*** Begin section ***

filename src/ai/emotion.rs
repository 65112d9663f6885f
//! Emotion catalog: the closed set of expression tags the model may return.
//!
//! Each tag maps to a sprite reference and to a mood class. The mood class
//! drives the UI theme; keeping it an exhaustive `match` means a new tag
//! cannot be added without deciding how it is themed.

use serde::{Deserialize, Serialize};
use std::fmt;
use std::str::FromStr;

#[derive(Debug, Clone, Copy, PartialEq, Eq, Hash, Serialize, Deserialize)]
pub enum Emotion {
    #[serde(rename = "waving")]
    Waving,
    #[serde(rename = "neutral")]
    Neutral,
    #[serde(rename = "sad")]
    Sad,
    #[serde(rename = "intrusive")]
    Intrusive,
    #[serde(rename = "shocked")]
    Shocked,
    #[serde(rename = "slight_compliment")]
    SlightCompliment,
    #[serde(rename = "medium_compliment")]
    MediumCompliment,
    #[serde(rename = "high_compliment")]
    HighCompliment,
    #[serde(rename = "flustered_talking")]
    FlusteredTalking,
    #[serde(rename = "mad")]
    Mad,
    #[serde(rename = "love_1")]
    Love1,
    #[serde(rename = "love_2")]
    Love2,
    #[serde(rename = "love_3")]
    Love3,
    #[serde(rename = "yandere")]
    Yandere,
    #[serde(rename = "dead")]
    Dead,
}

/// How an emotion colors the session.
#[derive(Debug, Clone, Copy, PartialEq, Eq, Serialize)]
#[serde(rename_all = "snake_case")]
pub enum MoodClass {
    Default,
    DarkMood,
    Dead,
}

impl Emotion {
    pub const ALL: [Emotion; 15] = [
        Emotion::Waving,
        Emotion::Neutral,
        Emotion::Sad,
        Emotion::Intrusive,
        Emotion::Shocked,
        Emotion::SlightCompliment,
        Emotion::MediumCompliment,
        Emotion::HighCompliment,
        Emotion::FlusteredTalking,
        Emotion::Mad,
        Emotion::Love1,
        Emotion::Love2,
        Emotion::Love3,
        Emotion::Yandere,
        Emotion::Dead,
    ];

    /// Wire tag, as the model emits it.
    pub fn as_str(self) -> &'static str {
        match self {
            Emotion::Waving => "waving",
            Emotion::Neutral => "neutral",
            Emotion::Sad => "sad",
            Emotion::Intrusive => "intrusive",
            Emotion::Shocked => "shocked",
            Emotion::SlightCompliment => "slight_compliment",
            Emotion::MediumCompliment => "medium_compliment",
            Emotion::HighCompliment => "high_compliment",
            Emotion::FlusteredTalking => "flustered_talking",
            Emotion::Mad => "mad",
            Emotion::Love1 => "love_1",
            Emotion::Love2 => "love_2",
            Emotion::Love3 => "love_3",
            Emotion::Yandere => "yandere",
            Emotion::Dead => "dead",
        }
    }

    /// Parse a wire tag. Surrounding whitespace and case are ignored,
    /// anything outside the catalog is rejected.
    pub fn parse(raw: &str) -> Option<Emotion> {
        let tag = raw.trim().to_ascii_lowercase();
        Emotion::ALL.into_iter().find(|e| e.as_str() == tag)
    }

    /// Sprite shown while this emotion is current.
    pub fn asset(self) -> &'static str {
        match self {
            Emotion::Waving => "https://imgur.com/5p03SMs.png",
            Emotion::Neutral => "https://imgur.com/9K4aTR9.png",
            Emotion::Sad => "https://imgur.com/popSt9R.png",
            Emotion::Intrusive => "https://imgur.com/F43gtVp.png",
            Emotion::Shocked => "https://imgur.com/FKyAtqw.png",
            Emotion::SlightCompliment => "https://imgur.com/yHZAoav.png",
            Emotion::MediumCompliment => "https://imgur.com/Dmczyic.png",
            Emotion::HighCompliment => "https://imgur.com/dEjz1QB.png",
            Emotion::FlusteredTalking => "https://imgur.com/LLhUf7d.png",
            Emotion::Mad => "https://imgur.com/Hya70KN.png",
            Emotion::Love1 => "https://imgur.com/7k62sBu.png",
            Emotion::Love2 => "https://imgur.com/rTq1Nus.png",
            Emotion::Love3 => "https://imgur.com/8ho4oP4.png",
            Emotion::Yandere => "https://imgur.com/gGqBpP9.png",
            Emotion::Dead => "https://imgur.com/VMICoHw.png",
        }
    }

    pub fn is_dead(self) -> bool {
        classify(self) == MoodClass::Dead
    }

    pub fn is_dark_mood(self) -> bool {
        classify(self) == MoodClass::DarkMood
    }
}

/// Mood class of an emotion.
pub fn classify(emotion: Emotion) -> MoodClass {
    match emotion {
        Emotion::Dead => MoodClass::Dead,
        Emotion::Mad | Emotion::Yandere => MoodClass::DarkMood,
        Emotion::Waving
        | Emotion::Neutral
        | Emotion::Sad
        | Emotion::Intrusive
        | Emotion::Shocked
        | Emotion::SlightCompliment
        | Emotion::MediumCompliment
        | Emotion::HighCompliment
        | Emotion::FlusteredTalking
        | Emotion::Love1
        | Emotion::Love2
        | Emotion::Love3 => MoodClass::Default,
    }
}

impl fmt::Display for Emotion {
    fn fmt(&self, f: &mut fmt::Formatter<'_>) -> fmt::Result {
        f.write_str(self.as_str())
    }
}

#[derive(Debug, Clone, PartialEq, Eq)]
pub struct UnknownEmotion(pub String);

impl fmt::Display for UnknownEmotion {
    fn fmt(&self, f: &mut fmt::Formatter<'_>) -> fmt::Result {
        write!(f, "unknown emotion tag: {:?}", self.0)
    }
}

impl std::error::Error for UnknownEmotion {}

impl FromStr for Emotion {
    type Err = UnknownEmotion;

    fn from_str(s: &str) -> Result<Self, Self::Err> {
        Emotion::parse(s).ok_or_else(|| UnknownEmotion(s.to_string()))
    }
}

// ── Tests ──────────────────────────────────────────────────
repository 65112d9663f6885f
pub mod http;
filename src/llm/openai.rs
use crate::ai::history::TurnRole;
use crate::llm::error::GatewayError;
use crate::llm::provider::{GenerateRequest, ModelBackend};
use async_trait::async_trait;
use reqwest::Client;
use serde::{Deserialize, Serialize};
use serde_json::Value;
use std::time::Duration;

pub const DEFAULT_BASE_URL: &str = "https://api.openai.com/v1";
pub const DEFAULT_MODEL: &str = "gpt-4o-mini";

#[derive(Debug, Clone, Serialize, Deserialize)]
pub struct Message {
    pub role: String,
    pub content: String,
}

#[derive(Debug, Clone, Serialize)]
struct ResponseFormat {
    #[serde(rename = "type")]
    kind: &'static str,
}

#[derive(Debug, Clone, Serialize)]
pub struct ChatCompletionRequest {
    pub model: String,
    pub messages: Vec<Message>,
    pub stream: bool,
    pub temperature: Option<f32>,
    response_format: ResponseFormat,
}

/// OpenAI-compatible `/chat/completions` backend in JSON mode.
///
/// JSON mode does not enforce a schema, so the instruction carries the
/// expected shape and the gateway validates it.
pub struct OpenAiBackend {
    client: Client,
    api_key: String,
    base_url: String,
    model: String,
    temperature: f32,
    max_retries: u32,
    provider_id: String,
}

impl OpenAiBackend {
    pub fn new(api_key: String, base_url: Option<String>, model: Option<String>) -> Self {
        Self {
            client: Client::builder()
                .timeout(Duration::from_secs(60))
                .build()
                .unwrap_or_else(|_| Client::new()),
            api_key,
            base_url: base_url
                .unwrap_or_else(|| DEFAULT_BASE_URL.to_string())
                .trim_end_matches('/')
                .to_string(),
            model: model.unwrap_or_else(|| DEFAULT_MODEL.to_string()),
            temperature: 1.0,
            max_retries: 0,
            provider_id: "openai".to_string(),
        }
    }

    pub fn with_id(mut self, id: String) -> Self {
        self.provider_id = id;
        self
    }

    pub fn with_temperature(mut self, temperature: f32) -> Self {
        self.temperature = temperature;
        self
    }

    pub fn with_max_retries(mut self, max_retries: u32) -> Self {
        self.max_retries = max_retries;
        self
    }

    pub fn with_timeout(mut self, timeout: Duration) -> Self {
        self.client = Client::builder()
            .timeout(timeout)
            .build()
            .unwrap_or_else(|_| Client::new());
        self
    }

    fn build_messages(request: &GenerateRequest) -> Vec<Message> {
        let schema_hint = format!(
            "{}\n\nReply with a single JSON object matching this schema:\n{}",
            request.system_instruction, request.response_schema
        );
        let mut messages = vec![Message {
            role: "system".to_string(),
            content: schema_hint,
        }];
        messages.extend(request.turns.iter().map(|turn| Message {
            role: match turn.role {
                TurnRole::User => "user".to_string(),
                TurnRole::Model => "assistant".to_string(),
            },
            content: turn.content.clone(),
        }));
        messages
    }
}

#[async_trait]
impl ModelBackend for OpenAiBackend {
    async fn generate(&self, request: &GenerateRequest) -> Result<String, GatewayError> {
        if self.api_key.is_empty() {
            return Err(GatewayError::MissingApiKey(self.provider_id.clone()));
        }

        let url = format!("{}/chat/completions", self.base_url);
        let body = ChatCompletionRequest {
            model: self.model.clone(),
            messages: Self::build_messages(request),
            stream: false,
            temperature: Some(request.temperature.unwrap_or(self.temperature)),
            response_format: ResponseFormat {
                kind: "json_object",
            },
        };

        let client = self.client.clone();
        let api_key = self.api_key.clone();

        tracing::debug!(model = %self.model, turns = request.turns.len(), "chat completion");

        let response = crate::utils::http::request_with_retry(
            move || {
                let client = client.clone();
                let url = url.clone();
                let body = body.clone();
                let api_key = api_key.clone();
                async move {
                    client
                        .post(&url)
                        .header("Authorization", format!("Bearer {}", api_key))
                        .header("Content-Type", "application/json")
                        .json(&body)
                        .send()
                        .await
                }
            },
            self.max_retries,
        )
        .await?;

        let status = response.status();
        if !status.is_success() {
            let error_text = response.text().await.unwrap_or_default();
            return Err(GatewayError::status(status, error_text));
        }

        let body: Value = response.json().await?;
        let content = body["choices"][0]["message"]["content"]
            .as_str()
            .unwrap_or("")
            .to_string();

        if content.trim().is_empty() {
            return Err(GatewayError::EmptyResponse);
        }
        Ok(content)
    }

    fn id(&self) -> &str {
        &self.provider_id
    }
}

*** End section ***

Only a number should be returned: the count of lines above that include "bool".

3